**Entries shown**
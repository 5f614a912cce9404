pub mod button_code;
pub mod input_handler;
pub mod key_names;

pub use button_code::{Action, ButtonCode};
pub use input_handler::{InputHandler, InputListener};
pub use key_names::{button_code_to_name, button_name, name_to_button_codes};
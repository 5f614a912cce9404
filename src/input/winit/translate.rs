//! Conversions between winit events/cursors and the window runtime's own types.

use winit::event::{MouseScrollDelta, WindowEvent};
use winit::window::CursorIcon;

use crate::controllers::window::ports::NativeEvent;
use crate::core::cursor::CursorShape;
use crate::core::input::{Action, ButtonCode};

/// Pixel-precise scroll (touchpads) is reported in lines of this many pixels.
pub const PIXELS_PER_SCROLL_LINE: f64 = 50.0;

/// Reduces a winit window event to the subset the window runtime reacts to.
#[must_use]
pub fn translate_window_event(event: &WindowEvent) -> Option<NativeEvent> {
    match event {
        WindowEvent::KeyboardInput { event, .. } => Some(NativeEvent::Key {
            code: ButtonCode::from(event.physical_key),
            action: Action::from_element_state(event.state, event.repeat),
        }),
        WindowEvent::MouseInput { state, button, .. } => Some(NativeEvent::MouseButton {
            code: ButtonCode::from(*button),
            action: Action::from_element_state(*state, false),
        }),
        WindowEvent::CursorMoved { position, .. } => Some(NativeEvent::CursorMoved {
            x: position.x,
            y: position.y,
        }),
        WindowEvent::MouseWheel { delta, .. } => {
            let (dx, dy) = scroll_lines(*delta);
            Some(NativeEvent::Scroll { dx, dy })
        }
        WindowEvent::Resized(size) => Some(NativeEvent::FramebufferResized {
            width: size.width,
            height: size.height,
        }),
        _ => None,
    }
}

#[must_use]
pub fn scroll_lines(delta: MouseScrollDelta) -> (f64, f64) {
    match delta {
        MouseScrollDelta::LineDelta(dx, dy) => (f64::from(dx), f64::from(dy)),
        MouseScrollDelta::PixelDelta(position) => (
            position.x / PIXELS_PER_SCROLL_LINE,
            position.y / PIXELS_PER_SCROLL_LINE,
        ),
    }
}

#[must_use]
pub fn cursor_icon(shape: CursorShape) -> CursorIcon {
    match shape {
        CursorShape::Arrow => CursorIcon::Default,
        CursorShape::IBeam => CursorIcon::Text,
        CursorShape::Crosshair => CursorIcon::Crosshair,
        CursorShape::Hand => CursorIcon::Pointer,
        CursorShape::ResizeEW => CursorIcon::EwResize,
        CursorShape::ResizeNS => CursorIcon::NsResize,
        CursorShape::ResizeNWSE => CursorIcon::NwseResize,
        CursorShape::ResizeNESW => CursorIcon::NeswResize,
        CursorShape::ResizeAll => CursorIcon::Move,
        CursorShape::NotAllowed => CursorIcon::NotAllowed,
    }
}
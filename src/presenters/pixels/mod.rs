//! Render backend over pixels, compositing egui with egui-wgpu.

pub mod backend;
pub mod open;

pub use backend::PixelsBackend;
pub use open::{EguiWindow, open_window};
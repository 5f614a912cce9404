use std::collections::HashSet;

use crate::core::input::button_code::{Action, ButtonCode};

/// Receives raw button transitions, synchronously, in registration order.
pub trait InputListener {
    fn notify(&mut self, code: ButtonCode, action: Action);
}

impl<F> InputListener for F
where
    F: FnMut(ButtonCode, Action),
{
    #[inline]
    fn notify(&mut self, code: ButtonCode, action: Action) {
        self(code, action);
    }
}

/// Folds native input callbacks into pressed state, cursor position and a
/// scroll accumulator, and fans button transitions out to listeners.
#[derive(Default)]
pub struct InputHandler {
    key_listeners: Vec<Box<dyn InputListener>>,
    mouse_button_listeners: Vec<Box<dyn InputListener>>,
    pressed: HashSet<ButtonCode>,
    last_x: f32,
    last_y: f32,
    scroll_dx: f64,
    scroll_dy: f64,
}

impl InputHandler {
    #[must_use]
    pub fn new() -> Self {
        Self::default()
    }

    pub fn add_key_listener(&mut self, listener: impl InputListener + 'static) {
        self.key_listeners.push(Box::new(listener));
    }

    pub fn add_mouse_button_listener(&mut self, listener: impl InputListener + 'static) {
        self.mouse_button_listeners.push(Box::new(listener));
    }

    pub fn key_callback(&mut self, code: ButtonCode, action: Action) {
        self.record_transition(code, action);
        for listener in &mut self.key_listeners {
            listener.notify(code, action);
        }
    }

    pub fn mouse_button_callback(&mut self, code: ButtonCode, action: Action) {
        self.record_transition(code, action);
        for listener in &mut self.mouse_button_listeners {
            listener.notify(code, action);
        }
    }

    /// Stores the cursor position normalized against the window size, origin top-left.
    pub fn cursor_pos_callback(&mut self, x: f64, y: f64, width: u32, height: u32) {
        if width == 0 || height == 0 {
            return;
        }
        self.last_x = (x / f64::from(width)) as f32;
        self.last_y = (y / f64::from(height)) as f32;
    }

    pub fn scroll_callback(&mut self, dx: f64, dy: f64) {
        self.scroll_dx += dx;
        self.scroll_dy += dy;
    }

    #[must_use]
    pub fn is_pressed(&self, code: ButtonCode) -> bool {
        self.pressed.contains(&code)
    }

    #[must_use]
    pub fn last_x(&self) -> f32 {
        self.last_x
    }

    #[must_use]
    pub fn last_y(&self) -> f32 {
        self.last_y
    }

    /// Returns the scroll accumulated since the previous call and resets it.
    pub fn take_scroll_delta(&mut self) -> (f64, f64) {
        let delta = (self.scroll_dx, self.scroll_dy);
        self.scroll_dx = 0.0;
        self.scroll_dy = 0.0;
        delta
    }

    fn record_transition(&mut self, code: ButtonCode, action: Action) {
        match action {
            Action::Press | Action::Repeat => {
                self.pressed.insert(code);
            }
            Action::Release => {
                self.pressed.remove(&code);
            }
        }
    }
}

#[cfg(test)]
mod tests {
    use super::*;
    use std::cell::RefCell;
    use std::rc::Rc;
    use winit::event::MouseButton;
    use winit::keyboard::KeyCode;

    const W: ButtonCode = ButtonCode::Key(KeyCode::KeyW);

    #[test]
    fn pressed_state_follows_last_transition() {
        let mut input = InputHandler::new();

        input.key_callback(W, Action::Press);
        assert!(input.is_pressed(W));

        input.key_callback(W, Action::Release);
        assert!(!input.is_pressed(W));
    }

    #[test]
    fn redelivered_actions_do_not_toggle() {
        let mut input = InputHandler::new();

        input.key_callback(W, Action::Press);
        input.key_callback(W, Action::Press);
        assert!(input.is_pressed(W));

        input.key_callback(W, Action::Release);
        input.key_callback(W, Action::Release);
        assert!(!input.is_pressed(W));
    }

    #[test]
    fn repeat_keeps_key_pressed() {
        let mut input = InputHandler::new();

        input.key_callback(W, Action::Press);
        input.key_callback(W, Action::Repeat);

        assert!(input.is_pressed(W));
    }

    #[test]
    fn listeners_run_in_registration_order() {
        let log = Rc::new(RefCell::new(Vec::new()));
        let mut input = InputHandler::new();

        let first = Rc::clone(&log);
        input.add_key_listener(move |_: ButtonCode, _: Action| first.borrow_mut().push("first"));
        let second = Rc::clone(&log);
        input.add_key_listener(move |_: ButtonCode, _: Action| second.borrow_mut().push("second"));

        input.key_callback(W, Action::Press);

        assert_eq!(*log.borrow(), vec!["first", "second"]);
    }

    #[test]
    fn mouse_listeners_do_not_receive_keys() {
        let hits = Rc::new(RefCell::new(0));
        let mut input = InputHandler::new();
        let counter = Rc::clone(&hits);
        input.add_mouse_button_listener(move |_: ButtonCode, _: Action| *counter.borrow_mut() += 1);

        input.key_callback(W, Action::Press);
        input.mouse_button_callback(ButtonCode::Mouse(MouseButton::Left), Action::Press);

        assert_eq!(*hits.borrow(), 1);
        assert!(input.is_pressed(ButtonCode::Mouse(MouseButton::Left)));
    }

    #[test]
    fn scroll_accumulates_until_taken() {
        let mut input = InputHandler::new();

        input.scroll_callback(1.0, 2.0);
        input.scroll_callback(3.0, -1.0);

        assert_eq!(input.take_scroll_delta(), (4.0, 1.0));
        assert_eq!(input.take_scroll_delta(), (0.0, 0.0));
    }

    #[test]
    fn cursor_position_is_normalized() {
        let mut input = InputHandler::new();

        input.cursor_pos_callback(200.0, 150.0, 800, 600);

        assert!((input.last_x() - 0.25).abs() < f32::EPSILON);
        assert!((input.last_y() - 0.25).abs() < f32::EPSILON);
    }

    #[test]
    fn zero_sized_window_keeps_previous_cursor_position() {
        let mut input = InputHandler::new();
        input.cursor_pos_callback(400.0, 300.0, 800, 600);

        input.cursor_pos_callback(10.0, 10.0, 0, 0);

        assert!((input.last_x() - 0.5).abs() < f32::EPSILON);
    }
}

**Directions**
Only the count, no other text: how many lines in the listing above hold "notify"?

**Response to this exercise**
4